▶ **TASK GOAL**
Among the lines of the material below, count those holding "ObjectSchema". Report the number by itself.

▶ **THE DATA**
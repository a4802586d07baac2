use log::debug;

use super::circular::AncestorStack;
use super::path::{build_path, display_name};
use super::row::{build_row, RowContext, SchemaRow, HEADERS, ROOT_NAME};
use super::{Dependency, Items, ObjectSchema, SchemaArena, SchemaId};
use crate::markdown::{header, table_head};

/// Per-table configuration.
#[derive(Debug, Clone, Default, PartialEq, Eq)]
pub struct SchemaTableOptions {
    /// Title of the table
    pub schema_name: Option<String>,
    /// Leave out the `####` title line
    pub hide_title: bool,
    /// Replaces the root node's description
    pub description: Option<String>,
}

impl SchemaTableOptions {
    /// Titled table
    pub fn named(name: impl Into<String>) -> Self {
        Self {
            schema_name: Some(name.into()),
            ..Self::default()
        }
    }

    /// Table without a title line
    pub fn untitled() -> Self {
        Self {
            hide_title: true,
            ..Self::default()
        }
    }
}

/// Render a schema graph as an ordered list of rows.
///
/// The root row is left out when it carries no information; its children are
/// still listed.
pub fn render_schema(
    arena: &SchemaArena,
    root: SchemaId,
    description: Option<&str>,
) -> Vec<SchemaRow> {
    let mut traversal = Traversal {
        arena,
        ancestors: AncestorStack::new(),
        rows: Vec::new(),
    };
    traversal.visit(
        root,
        Visit {
            is_root: true,
            description,
            ..Visit::default()
        },
    );
    traversal.rows
}

/// Render a schema as a complete Markdown table, optionally preceded by a
/// `####` title.
pub fn render_schema_table(
    arena: &SchemaArena,
    root: SchemaId,
    options: &SchemaTableOptions,
) -> String {
    let rows = render_schema(arena, root, options.description.as_deref());

    let mut out = String::new();
    if !options.hide_title {
        if let Some(name) = options.schema_name.as_deref().filter(|n| !n.is_empty()) {
            out.push_str(&header(4, name));
        }
    }
    out.push_str(&table_head(&HEADERS));
    for row in &rows {
        out.push_str(&row.to_markdown());
        out.push('\n');
    }
    out
}

#[derive(Debug, Clone, Default)]
struct Visit<'a> {
    path: String,
    note: Option<&'static str>,
    required: bool,
    dependent_required: Vec<String>,
    restrict_additional_info: bool,
    is_root: bool,
    description: Option<&'a str>,
}

impl Visit<'_> {
    fn child(path: String, note: Option<&'static str>) -> Self {
        Self {
            path,
            note,
            ..Self::default()
        }
    }

    fn restricted(path: String, note: &'static str) -> Self {
        Self {
            path,
            note: Some(note),
            restrict_additional_info: true,
            ..Self::default()
        }
    }
}

struct Traversal<'a> {
    arena: &'a SchemaArena,
    ancestors: AncestorStack,
    rows: Vec<SchemaRow>,
}

impl<'a> Traversal<'a> {
    fn visit(&mut self, id: SchemaId, visit: Visit<'_>) {
        let circular = self.ancestors.is_circular(id);
        let context = RowContext {
            path: &visit.path,
            fallback_name: if visit.is_root { ROOT_NAME } else { "" },
            note: visit.note,
            required: visit.required,
            dependent_required: &visit.dependent_required,
            circular,
            allow_additional_info: !visit.restrict_additional_info,
            description: visit.description,
        };
        let row = build_row(self.arena, id, &context);

        if visit.is_root && row.is_uninformative() {
            debug!("Skipping uninformative root row");
        } else {
            self.rows.push(row);
        }

        if circular {
            debug!(
                "Circular schema reached at '{}' (depth {})",
                visit.path,
                self.ancestors.depth()
            );
            return;
        }

        let arena = self.arena;
        let schema = match arena.object(id) {
            Some(schema) => schema,
            None => return,
        };

        self.ancestors.push(id);
        self.visit_children(id, schema, &visit.path);
        self.ancestors.pop();
    }

    fn visit_children(&mut self, id: SchemaId, schema: &ObjectSchema, path: &str) {
        let arena = self.arena;

        for (name, property) in &schema.properties {
            self.visit(
                *property,
                Visit {
                    path: build_path(path, name),
                    required: schema.required.contains(name),
                    dependent_required: dependent_required(name, schema),
                    ..Visit::default()
                },
            );
        }

        for (pattern, property) in &schema.pattern_properties {
            self.visit(
                *property,
                Visit::child(build_path(path, pattern), Some("pattern property")),
            );
        }

        match &schema.items {
            Some(Items::Single(item)) => {
                self.visit(*item, Visit::child(path.to_string(), Some("single item")));
            }
            Some(Items::Tuple(items)) => {
                for (index, item) in items.iter().enumerate() {
                    self.visit(
                        *item,
                        Visit::child(build_path(path, &index.to_string()), Some("index")),
                    );
                }
            }
            None => {}
        }

        let expand_additional = arena.hints(id).render_additional_info;
        if let Some(additional) = schema.additional_properties {
            if expand_additional && arena.object(additional).is_some() {
                self.visit(
                    additional,
                    Visit::child(path.to_string(), Some("additional properties")),
                );
            }
        }
        if let (Some(additional), Some(Items::Tuple(_))) = (schema.additional_items, &schema.items) {
            if expand_additional && arena.object(additional).is_some() {
                self.visit(
                    additional,
                    Visit::child(path.to_string(), Some("additional items")),
                );
            }
        }

        let combinators = [
            (&schema.one_of, "oneOf item"),
            (&schema.any_of, "anyOf item"),
            (&schema.all_of, "allOf item"),
        ];
        for (members, note) in combinators {
            for (index, member) in members.iter().flatten().enumerate() {
                self.visit(
                    *member,
                    Visit::child(build_path(path, &index.to_string()), Some(note)),
                );
            }
        }

        let singles = [
            (schema.not, "not"),
            (schema.property_names, "property names"),
            (schema.contains, "contains"),
            (schema.if_schema, "if"),
            (schema.then_schema, "then"),
            (schema.else_schema, "else"),
        ];
        for (child, note) in singles {
            if let Some(child) = child {
                self.visit(child, Visit::restricted(path.to_string(), note));
            }
        }

        self.visit_dependent_schemas(schema, path);

        if let Some(extensions) = arena.extension_schema(id) {
            if let Some(synthetic) = arena.object(extensions) {
                for (name, value) in &synthetic.properties {
                    self.visit(*value, Visit::child(build_path(path, name), None));
                }
            }
        }
    }

    /// Schemas from `dependencies`/`dependentSchemas` under one group row.
    fn visit_dependent_schemas(&mut self, schema: &ObjectSchema, path: &str) {
        let dependents: Vec<(&String, SchemaId)> = schema
            .dependencies
            .iter()
            .filter_map(|(name, dependency)| match dependency {
                Dependency::Schema(id) => Some((name, *id)),
                Dependency::Required(_) => None,
            })
            .collect();
        if dependents.is_empty() {
            return;
        }

        self.rows.push(SchemaRow {
            name: display_name(path, "", Some("dependency schemas")),
            ..SchemaRow::default()
        });
        for (name, dependent) in dependents {
            self.visit(dependent, Visit::child(build_path(path, name), None));
        }
    }
}

/// Properties whose presence requires `property`, taken from the dependency arrays.
pub fn dependent_required(property: &str, schema: &ObjectSchema) -> Vec<String> {
    schema
        .dependencies
        .iter()
        .filter_map(|(name, dependency)| match dependency {
            Dependency::Required(required) if required.iter().any(|r| r == property) => {
                Some(name.clone())
            }
            _ => None,
        })
        .collect()
}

▶ **RESPONSE TO THE EXERCISE**
4